У меня была самая бесполезная роль из всех: я хотел вписать торговую политику Китая в более широкие стратегические рамки. У нас был лозунг, хороший лозунг, призывающий к созданию “свободного и открытого Индо-Тихоокеанского” региона (к сожалению, сокращенный как “FOIP”). Концептуально важно расширить стратегическое окружение, включив в него Южную и Юго-Восточную Азию, показывая, что не все вращается вокруг Китая. Но наклейка на бампер — это не стратегия, и мы изо всех сил пытались разработать ее и избежать втягивания в черную дыру торговых проблем с Китаем, что случалось слишком часто. Так, вкратце, выглядит то, к чему мы перейдем дальше.
К тому времени, как я пришел в Белый дом, уже некоторое время велись всевозможные торговые переговоры с Китаем. Трамп подошел к торговле и дефициту торгового баланса с позиций чисто корпоративного финансового мышления: дефицит баланса означал, проигрыш, а профицит — выигрыш. Тарифы сократили бы импорт и увеличили государственные доходы, что в его картине мира меняло ситуацию в нашу пользу. На самом деле, приверженцы свободы торговли (а я относил себя к таковым до, во время и после моей работы с Трампом), насмехались над такими аргументами.

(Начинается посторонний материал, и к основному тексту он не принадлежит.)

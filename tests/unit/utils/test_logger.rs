use tastytrade_model::utils::logger::{parse_level, setup_logger, setup_logger_with_level};
use tracing::Level;

#[test]
fn test_parse_level() {
    assert_eq!(parse_level("TRACE"), Level::TRACE);
    assert_eq!(parse_level("debug"), Level::DEBUG);
    assert_eq!(parse_level("Warning"), Level::WARN);
    assert_eq!(parse_level(" error "), Level::ERROR);
    assert_eq!(parse_level("INFO"), Level::INFO);
    assert_eq!(parse_level("verbose"), Level::INFO);
}

#[test]
fn test_setup_logger_is_idempotent() {
    setup_logger();
    setup_logger_with_level("DEBUG");
    setup_logger();
    tracing::info!("logger installed");
}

Тем не менее, дефицит торгового баланса часто указывал на другие проблемы, — например на то, что Китай извлек огромные выгоды из кражи интеллектуальной собственности, а это, в свою очередь, позволило ему более успешно конкурировать с теми самыми фирмами, у которых он украл интеллектуальную собственность. Усугубляя проблему, Пекин субсидировал свои предприятия, чтобы снизить их цены на международном уровне. Значительное сокращение рабочих мест в обрабатывающей промышленности США стало результатом снижения затрат на рабочую силу в Китае и других развивающихся странах. Таким образом, торговый дефицит являлся симптомом других проблем, а проблемой сам по себе, а значит, независимо от того, что творилось в голове у Трампа, заслуживал большего внимания.
В середине апреля, в разгар обмена торговыми делегациями между Пекином и Вашингтоном и на вторую неделю моей работы, мне позвонил Росс. Его интересовала ZTE — китайская телекоммуникационная компания. ZTE систематически нарушала наши санкции против Ирана и Северной Кореи, была успешно привлечена к ответственности правосудием согласно судебному решению о преступном согласии. Назначенный судом мастер, осуществляющий надзор за исполнением вердикта, только что сообщил о серьезных нарушениях, которые могут привести к значительным дополнительным штрафам, а также вовсе отлучить ZTE от американского рынка, на что Росс был готов пойти. Я считал это не торговым вопросом, а криминальным. Если бы ZTE была американской компанией, мы бы зажарили их как тост, и я не видел причин сдерживаться из-за того, что ZTE была китайской. Тем не менее, Государственный департамент беспокоился о том, чтобы не обидеть Китай, поэтому Росс хотел знать, как действовать в свете назначенного на следующий день объявлением Министерства торговли. Я сказал ему продолжать, что он и сделал. Однако в течение следующих нескольких недель Трамп выражал недовольство решением Росса и хотел изменить наложенные им огромные штрафы. Мнучин быстро согласился. Я был потрясен, потому что, отменив решение Росса, Трамп подорвал его авторитет как уполномоченного Америкой лица (что, как я вскоре узнал, было для Трампа вполне нормальным) и простил неприемлемое преступное поведение ZTE.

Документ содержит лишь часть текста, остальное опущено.